──────── Information given
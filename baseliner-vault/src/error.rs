//! Error types for baseliner-vault.

use thiserror::Error;

/// A single failed call against the secret store.
#[derive(Debug, Error)]
pub enum VaultError {
    #[error("could not build HTTP client: {0}")]
    Client(String),

    #[error("request to {path} failed: {reason}")]
    Transport { path: String, reason: String },

    #[error("{path} returned {status}: {body}")]
    Status {
        path: String,
        status: u16,
        body: String,
    },

    #[error("could not decode response from {path}: {reason}")]
    Decode { path: String, reason: String },
}
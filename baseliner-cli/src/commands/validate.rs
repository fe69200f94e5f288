//! `baseliner validate`: resolve settings and render templates offline.

use std::process::ExitCode;

use anyhow::{Context, Result};
use clap::Args;
use colored::Colorize;

use baseliner_core::types::ProjectDescriptor;
use baseliner_sync::BaselinePlan;

use super::load_settings;
use crate::{exit, GlobalArgs};

/// Arguments for `baseliner validate`.
#[derive(Args, Debug)]
pub struct ValidateArgs {
    /// Project name used for the sample README render.
    #[arg(long, default_value = "example")]
    pub project: String,

    /// Print the rendered README.
    #[arg(long)]
    pub show_readme: bool,
}

impl ValidateArgs {
    pub fn run(self, global: &GlobalArgs) -> Result<ExitCode> {
        let settings = load_settings(global)?;
        let plan = BaselinePlan::new(&settings).context("failed to prepare baseline templates")?;
        let sample = ProjectDescriptor::new("0", self.project.as_str());
        let readme = plan
            .readme_for(&sample)
            .context("failed to render README template")?;

        let baseline = plan.baseline();
        let deadline = settings
            .deadline
            .map(|d| format!("{}s", d.as_secs()))
            .unwrap_or_else(|| "none".to_string());
        println!("{}", "Configuration OK".green().bold());
        println!("  product line   {}", settings.product_line);
        println!("  namespace      {}", settings.namespace);
        println!("  cluster        {}", plan.cluster_name());
        println!("  vault          {} ({})", settings.credential.address(), settings.credential.method());
        println!("  secret path    {}", settings.credential.secret_path());
        println!("  workers        {}", settings.workers);
        println!("  deadline       {deadline}");
        println!("  branch         {}", baseline.branch);
        println!("  pipeline       {} ({} bytes)", baseline.pipeline_path, plan.pipeline().len());
        println!("  readme         {} ({} bytes)", baseline.readme_path, readme.len());
        println!("  variables      {} declared", baseline.variables.len());
        if self.show_readme {
            println!();
            print!("{readme}");
        }
        Ok(ExitCode::from(exit::SUCCESS))
    }
}
pub mod projects;
pub mod run;
pub mod validate;

use anyhow::{Context, Result};
use tokio::runtime::Runtime;

use baseliner_core::config::{self, Environment};
use baseliner_core::host::HostError;
use baseliner_core::Settings;
use baseliner_gitlab::{GitlabClient, DEFAULT_TIMEOUT};
use baseliner_sync::{CancellationController, Shutdown};

use crate::GlobalArgs;

/// YAML base, TOML overlays, flags, then the process environment.
pub fn load_settings(global: &GlobalArgs) -> Result<Settings> {
    let file = config::load_file_config(&global.config, &global.overlays)
        .with_context(|| format!("failed to load {}", global.config.display()))?;
    let settings = config::resolve(file, &global.overrides(), &Environment::from_process())
        .context("invalid configuration")?;
    Ok(settings)
}

pub fn runtime() -> Result<Runtime> {
    tokio::runtime::Builder::new_multi_thread()
        .enable_all()
        .build()
        .context("failed to start tokio runtime")
}

/// Signal listeners plus the optional run deadline. Call inside the runtime.
pub fn cancellation(settings: &Settings) -> CancellationController {
    let mut controller = CancellationController::new(Shutdown::new());
    controller.listen_for_signals();
    if let Some(deadline) = settings.deadline {
        controller.arm_deadline(deadline);
    }
    controller
}

/// Builds the GitLab client once the host token is known.
pub fn gitlab_connector(settings: &Settings) -> impl FnOnce(&str) -> Result<GitlabClient, HostError> {
    let url = settings.gitlab_url.clone();
    move |token: &str| GitlabClient::new(&url, token, DEFAULT_TIMEOUT)
}
//! Run-wide cancellation.
//!
//! [`Shutdown`] is the shared handle: cloned into the producer, every worker
//! and every guarded host call. [`CancellationController`] owns the tasks
//! that trip it (signals, deadline).

use std::fmt;
use std::sync::Arc;
use std::time::Duration;

use tokio::sync::watch;
use tokio::task::JoinHandle;
use tracing::{info, warn};

#[derive(Debug, Clone, PartialEq, Eq)]
pub enum CancelReason {
    /// Interrupt or terminate signal, by name.
    Signal(&'static str),
    /// The overall run deadline elapsed.
    Deadline(Duration),
    /// Cancelled programmatically.
    Requested,
}

impl fmt::Display for CancelReason {
    fn fmt(&self, f: &mut fmt::Formatter<'_>) -> fmt::Result {
        match self {
            CancelReason::Signal(name) => write!(f, "received {name}"),
            CancelReason::Deadline(d) => write!(f, "deadline of {}s elapsed", d.as_secs()),
            CancelReason::Requested => write!(f, "cancellation requested"),
        }
    }
}

/// Shared cancellation handle. The first trigger wins; later reasons are ignored.
#[derive(Debug, Clone)]
pub struct Shutdown {
    tx: Arc<watch::Sender<Option<CancelReason>>>,
}

impl Default for Shutdown {
    fn default() -> Self {
        Self::new()
    }
}

impl Shutdown {
    pub fn new() -> Self {
        let (tx, _) = watch::channel(None);
        Self { tx: Arc::new(tx) }
    }

    /// Returns `true` if this call tripped the handle.
    pub fn trigger(&self, reason: CancelReason) -> bool {
        self.tx.send_if_modified(|current| {
            if current.is_some() {
                return false;
            }
            *current = Some(reason);
            true
        })
    }

    pub fn is_cancelled(&self) -> bool {
        self.tx.borrow().is_some()
    }

    pub fn reason(&self) -> Option<CancelReason> {
        self.tx.borrow().clone()
    }

    /// Resolves once the handle is tripped; immediately if it already is.
    pub async fn cancelled(&self) -> CancelReason {
        let mut rx = self.tx.subscribe();
        loop {
            if let Some(reason) = rx.borrow_and_update().clone() {
                return reason;
            }
            if rx.changed().await.is_err() {
                // unreachable while `self` holds the sender
                std::future::pending::<()>().await;
            }
        }
    }
}

// ---------------------------------------------------------------------------
// CancellationController
// ---------------------------------------------------------------------------

/// Owns the tasks that trip a [`Shutdown`]. Dropping it stops them.
#[derive(Debug)]
pub struct CancellationController {
    shutdown: Shutdown,
    tasks: Vec<JoinHandle<()>>,
}

impl CancellationController {
    pub fn new(shutdown: Shutdown) -> Self {
        Self {
            shutdown,
            tasks: Vec::new(),
        }
    }

    pub fn handle(&self) -> Shutdown {
        self.shutdown.clone()
    }

    /// Trip on SIGINT or SIGTERM. Must be called inside a tokio runtime.
    pub fn listen_for_signals(&mut self) {
        let shutdown = self.shutdown.clone();
        self.tasks.push(tokio::spawn(async move {
            tokio::select! {
                _ = shutdown.cancelled() => {}
                name = wait_for_signal() => {
                    info!(signal = name, "signal received, cancelling run");
                    shutdown.trigger(CancelReason::Signal(name));
                }
            }
        }));
    }

    /// Trip once `deadline` has elapsed. Must be called inside a tokio runtime.
    pub fn arm_deadline(&mut self, deadline: Duration) {
        let shutdown = self.shutdown.clone();
        self.tasks.push(tokio::spawn(async move {
            tokio::select! {
                _ = shutdown.cancelled() => {}
                _ = tokio::time::sleep(deadline) => {
                    warn!(deadline_secs = deadline.as_secs(), "run deadline elapsed, cancelling run");
                    shutdown.trigger(CancelReason::Deadline(deadline));
                }
            }
        }));
    }
}

impl Drop for CancellationController {
    fn drop(&mut self) {
        for task in &self.tasks {
            task.abort();
        }
    }
}

/// Waits for the first interrupt or terminate signal and returns its name.
/// Never resolves if no signal handler could be installed.
async fn wait_for_signal() -> &'static str {
    #[cfg(unix)]
    {
        use tokio::signal::unix::{signal, SignalKind};

        let mut terminate = match signal(SignalKind::terminate()) {
            Ok(stream) => Some(stream),
            Err(err) => {
                warn!(error = %err, "could not install SIGTERM handler");
                None
            }
        };
        let sigterm = async {
            match terminate.as_mut() {
                Some(stream) => {
                    stream.recv().await;
                }
                None => std::future::pending::<()>().await,
            }
        };
        let interrupt = async {
            if let Err(err) = tokio::signal::ctrl_c().await {
                warn!(error = %err, "could not install SIGINT handler");
                std::future::pending::<()>().await;
            }
        };
        tokio::select! {
            _ = interrupt => "SIGINT",
            _ = sigterm => "SIGTERM",
        }
    }
    #[cfg(not(unix))]
    {
        match tokio::signal::ctrl_c().await {
            Ok(()) => "ctrl-c",
            Err(err) => {
                warn!(error = %err, "could not install ctrl-c handler");
                std::future::pending().await
            }
        }
    }
}
//! Process exit codes.

use std::process::ExitCode;

use baseliner_core::secrets::CredentialError;
use baseliner_core::ConfigError;
use baseliner_renderer::RenderError;
use baseliner_sync::{ListError, RunError};

pub const SUCCESS: u8 = 0;
pub const FAILURE: u8 = 1;
pub const CONFIG: u8 = 2;
pub const CREDENTIAL: u8 = 3;
pub const LISTING: u8 = 4;
pub const PARTIAL: u8 = 5;
pub const CANCELLED: u8 = 130;

pub fn code_for(err: &anyhow::Error) -> ExitCode {
    ExitCode::from(status_for(err))
}

/// Phase label of a fatal run error anywhere in the chain.
pub fn phase_of(err: &anyhow::Error) -> Option<&'static str> {
    err.chain()
        .find_map(|cause| cause.downcast_ref::<RunError>())
        .map(RunError::phase)
}

/// Status of the first recognised error in the chain.
fn status_for(err: &anyhow::Error) -> u8 {
    for cause in err.chain() {
        if cause.is::<ConfigError>() || cause.is::<RenderError>() {
            return CONFIG;
        }
        if cause.is::<CredentialError>() {
            return CREDENTIAL;
        }
        if cause.is::<ListError>() {
            return LISTING;
        }
        if let Some(run) = cause.downcast_ref::<RunError>() {
            return match run {
                RunError::Credential(_) | RunError::Connect(_) => CREDENTIAL,
                RunError::Listing(_) => LISTING,
                RunError::Cancelled(_) => CANCELLED,
                RunError::Task { .. } => FAILURE,
            };
        }
    }
    FAILURE
}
────────────────
** How to complete this task **
Set apart and copy each line of the records that holds the word "types".

** Answer for this exercise **
//! Error types for baseliner-vault.
use baseliner_core::types::ProjectDescriptor;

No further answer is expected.